The Outsider

The Outsider

Have you ever felt like the outsider?

Not the cool kind—the mysterious, intriguing loner in the movies who somehow steals the show. I mean the real kind. The kind who eats lunch alone, who doesn’t get the inside jokes, who hears their name butchered in roll call and learns to laugh before anyone else does.

That was me.

Enrollment By Diversity in the school District I grew up in

I was born an outsider. Not because I wanted to be, but because the world told me I was. In Northwest Indiana, Asians made up .1% of the school district. That decimal point mattered. It meant there were barely enough of us to form a full sentence. It meant I was constantly aware of how much I stood out—and not in the way you want to as a kid.

At home, I never quite felt American. At school, I never felt fully Asian. I floated in a state of in-between: never enough of either to feel grounded. And no one talked about it. There wasn’t a word for it, no guidebook for navigating two identities at once. So I carried it quietly, as many of us do.

I learned early that silence was easier. That shrinking made life smoother. That if I laughed when someone made a racist joke, they’d laugh too—and maybe I’d be invited back to sit with them. I was just happy to be included, despite the jokes were because of me. If I smiled and nodded, maybe I could stay just long enough to belong.

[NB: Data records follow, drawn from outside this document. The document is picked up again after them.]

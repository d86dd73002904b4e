//! LLM-backed listing extraction.

pub mod error;
pub mod llm;
pub mod prompt;

pub use error::{LlmError, LlmResult};
pub use llm::{ChatModel, LlmClient};

use crate::models::{BrokerConfig, Property};
use crate::scrapers::traits::ListingExtractor;
use crate::scrapers::types::ListingFragment;
use crate::utils::{preview, strip_code_blocks};
use anyhow::Result;
use async_trait::async_trait;
use tracing::{debug, info, warn};

/// Attempts per listing when the provider keeps rate limiting us
pub const MAX_ATTEMPTS: u32 = 3;

/// Extracts one property per listing element with a chat model
pub struct LlmExtractor<M: ChatModel> {
    model: M,
    system_prompt: String,
    hints: Option<String>,
    base_url: Option<String>,
    max_attempts: u32,
}

impl<M: ChatModel> LlmExtractor<M> {
    pub fn new(model: M, broker: &BrokerConfig) -> Self {
        info!("LLM extractor ready with model: {}", model.model_name());
        Self {
            model,
            system_prompt: prompt::system_prompt(),
            hints: broker.extraction_hints.clone(),
            base_url: broker.base_url(),
            max_attempts: MAX_ATTEMPTS,
        }
    }

    async fn complete_with_retry(&self, user: &str) -> LlmResult<String> {
        let mut attempt = 1;
        loop {
            match self.model.complete_json(&self.system_prompt, user).await {
                Err(LlmError::RateLimited { wait, .. }) if attempt < self.max_attempts => {
                    warn!(
                        "Rate limit reached. Waiting {:.1} seconds before retry {}/{}...",
                        wait.as_secs_f64(),
                        attempt,
                        self.max_attempts
                    );
                    tokio::time::sleep(wait).await;
                    attempt += 1;
                }
                Err(e) if e.is_rate_limit() => {
                    warn!("Max retries reached due to rate limits");
                    return Err(e);
                }
                other => return other,
            }
        }
    }
}

/// Read a property out of a model reply. Some models wrap the object in an
/// array or in code fences.
pub fn parse_reply(reply: &str) -> LlmResult<Property> {
    let value: serde_json::Value = serde_json::from_str(strip_code_blocks(reply)).map_err(|e| {
        LlmError::Parse(format!("{} in reply {:?}", e, preview(reply, 100)))
    })?;

    let value = match value {
        serde_json::Value::Array(items) => items
            .into_iter()
            .next()
            .ok_or_else(|| LlmError::Parse("Reply was an empty array".into()))?,
        other => other,
    };

    let property: Property =
        serde_json::from_value(value).map_err(|e| LlmError::Parse(e.to_string()))?;

    if property.address.trim().is_empty() {
        return Err(LlmError::Parse("Reply has no address".into()));
    }

    Ok(property)
}

#[async_trait]
impl<M: ChatModel> ListingExtractor for LlmExtractor<M> {
    async fn extract(&self, listing: &ListingFragment) -> Result<Property> {
        debug!(
            "Processing listing fragment ({} chars): {}",
            listing.html.len(),
            preview(&listing.html, 200)
        );

        let user = prompt::user_prompt(&listing.html, self.hints.as_deref());
        let reply = self.complete_with_retry(&user).await?;
        let property = parse_reply(&reply)?;

        Ok(property.normalized(self.base_url.as_deref(), listing.href.as_deref()))
    }
}
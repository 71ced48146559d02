//! End-to-end runs of the built binary.

use std::fs;
use std::path::{Path, PathBuf};
use std::process::{Command, Output};

fn write_input(name: &str, content: &str) -> PathBuf {
    let path = std::env::temp_dir().join(name);
    fs::write(&path, content).expect("error writing test input");
    path
}

fn check(path: &Path, extra_args: &[&str]) -> Output {
    Command::new(env!("CARGO_BIN_EXE_minic-check"))
        .args(extra_args)
        .arg(path)
        .output()
        .expect("error running minic-check")
}

#[test]
fn accepted_program_exits_zero_and_stays_silent() {
    let path = write_input(
        "minic-check-accepted.mc",
        "int main ( ) {\n  int x = 1 ;\n}\n",
    );
    let output = check(&path, &[]);
    fs::remove_file(&path).ok();
    assert!(output.status.success());
    assert!(output.stdout.is_empty());
    assert!(output.stderr.is_empty());
}

#[test]
fn rejected_program_exits_one_and_reports_on_stderr() {
    let path = write_input(
        "minic-check-rejected.mc",
        "int main ( ) {\n  int x 1 ;\n}\n",
    );
    let output = check(&path, &[]);
    fs::remove_file(&path).ok();
    assert_eq!(output.status.code(), Some(1));
    let stderr = String::from_utf8_lossy(&output.stderr);
    assert!(stderr.contains("error(syntax)"));
}

#[test]
fn scan_stage_dumps_tokens_to_stdout() {
    let path = write_input("minic-check-dump.mc", "int x = 1 ;\n");
    let output = check(&path, &["-t", "scan"]);
    fs::remove_file(&path).ok();
    assert!(output.status.success());
    assert_eq!(
        String::from_utf8_lossy(&output.stdout),
        "1 int\n1 IDENTIFIER x\n1 =\n1 NUMBER 1\n1 ;\n"
    );
}
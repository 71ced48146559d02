use std::io::Write;
use std::path::{Path, PathBuf};

mod parse;
mod scan;
mod utils;

use parse::parser::Parser;
use scan::location::Source;
use scan::scanner::Scanner;
use scan::token::{Token, TokenKind};
use utils::cli::{self, Action};
use utils::diagnostics::Diagnostic;

fn get_writer(output: &Option<PathBuf>) -> Box<dyn Write> {
    match output {
        Some(path) => Box::new(std::fs::File::create(path).expect("error creating output file")),
        None => Box::new(std::io::stdout()),
    }
}

fn main() {
    let args = cli::parse();
    if args.debug {
        eprintln!(
            "Filename: {:?}\nDebug: {:?}\nTarget: {:?}\nOutput File: {:?}",
            args.input, args.debug, args.target, args.output
        );
    }
    match args.target {
        Action::Scan => main_scan(&args, get_writer(&args.output)),
        Action::Parse => main_parse(&args),
    }
}

fn main_scan(args: &cli::Args, mut writer: Box<dyn Write>) {
    let (_, tokens) = scan(&args.input);
    dump_tokens(&tokens, &mut writer).expect("error writing output");
}

fn dump_tokens(tokens: &[Token], writer: &mut dyn Write) -> std::io::Result<()> {
    for token in tokens {
        if token.kind == TokenKind::Eof {
            break;
        }
        let prefix = match token.kind {
            TokenKind::Identifier => "IDENTIFIER ",
            TokenKind::Number => "NUMBER ",
            TokenKind::Unknown => "UNKNOWN ",
            _ => "",
        };
        writeln!(writer, "{} {}{}", token.line, prefix, token.lexeme)?;
    }
    Ok(())
}

fn main_parse(args: &cli::Args) {
    let (source, tokens) = scan(&args.input);
    let parser = Parser::new(tokens);
    let (accepted, errors) = parser.parse_program();
    if !accepted {
        for error in &errors {
            let diagnostic = Diagnostic::from(error);
            diagnostic
                .write(&source, &mut std::io::stderr())
                .expect("error writing diagnostics");
        }
        std::process::exit(1);
    }
}

fn scan(path: impl AsRef<Path>) -> (Source, Vec<Token>) {
    let filename = path.as_ref().display().to_string();
    let content = std::fs::read_to_string(path).expect("error reading input file");
    let tokens = Scanner::new(&content).tokenize();
    (Source { filename, content }, tokens)
}

#[cfg(test)]
mod tests {
    use super::*;

    fn dump(source: &str) -> String {
        let tokens = Scanner::new(source).tokenize();
        let mut out = Vec::new();
        dump_tokens(&tokens, &mut out).unwrap();
        String::from_utf8(out).unwrap()
    }

    #[test]
    fn dump_rows_carry_line_prefix_and_lexeme() {
        let rows = dump("int x = 4.2 ;\n@");
        assert_eq!(
            rows,
            "1 int\n1 IDENTIFIER x\n1 =\n1 NUMBER 4.2\n1 ;\n2 UNKNOWN @\n"
        );
    }

    #[test]
    fn dump_omits_the_end_of_input_sentinel() {
        assert_eq!(dump(""), "");
        assert_eq!(dump("x"), "1 IDENTIFIER x\n");
    }
}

Even pop culture reminded me that I wasn’t part of the picture. I watched One Tree Hill and Dawson’s Creek, shows that shaped the image of teenage America. The girls were thin, white, and had names like Brooke or Joey. They didn’t look like me. Their parents didn’t talk with accents. Their families didn’t live in multigenerational homes or work for 16-hour days. Normal never looked like me. So I stopped trying to be myself. I just tried to be what I thought people wanted.

When I got to college, I thought joining an Asian sorority would finally be my place of belonging. But even there, I felt like I didn’t measure up. I wasn’t rich. I wasn’t skinny. I didn’t know how to act. My background didn’t mirror theirs. So I quit. Again.

This pattern repeated in every chapter of my early life. Hide the parts of myself that felt too much, too loud, too “other.” That became survival. Especially as a woman working in construction—another space where I was one of the only. Being quiet and agreeable made people feel more comfortable. Laughing things off made me likable. So I stayed silent.

Not because I wanted to. Because I was afraid that if I didn’t, I’d be pushed even further outside.

And I truly believed I was the outsider. Not suffering from imposter syndrome. I didn’t feel like an imposter—I felt like the proof. Proof that I didn’t belong. Proof that I had only made it into these rooms by accident, and any moment, someone would ask me to leave.

Belonging in the most Foreign Places

That changed when I moved to Europe.

In countries where I didn’t speak the language, where my accent gave me away, where I should’ve felt more foreign than ever—I felt something surprising: connection.

I was unmistakably an outsider, yet people still embraced me. Locals offered help when I stumbled over words. Strangers invited me to dinners and into their lives. Other travelers saw me, not as someone to exclude, but someone to talk to. And they talked back—with stories, with warmth, with curiosity.

I had never felt so accepted in my life in a world that was so foreign to me. 

At first, I thought maybe it was Europe. Maybe it was the environment. Or maybe—just maybe—it was me. Because for the first time, I wasn’t hiding. I didn’t have the option to pretend I fit in. So I stopped trying. I showed up fully. And people responded to that.

I started opening up about what it felt like to be the outsider. And the more I shared, the more I realized I wasn’t the only one who felt that way. People from all different backgrounds began telling me their stories. How they, too, felt in-between. How they never saw themselves reflected back. How they, too, had learned to smile and nod to get by.

It turns out, being different isn’t all that different.

And that’s when it hit me:

I was always born an outsider. But the more I talk about it, the more I realize how a lot of us feel like an outsider in one way or another. Maybe, we really aren’t all that different after all.

So what do we do with that truth?

  • We talk.
  • We share.
  • We risk being seen—fully and honestly—so that someone else might see themselves in our stories.

Because maybe the point isn’t to fit in. Maybe it’s to speak up. Maybe it’s to offer your voice as a mirror, so that others feel a little less alone. Maybe belonging isn’t about changing yourself. Maybe it’s about finding the people who meet you where you are.

And maybe, just maybe, we’re all outsiders—until we stop pretending, and start connecting.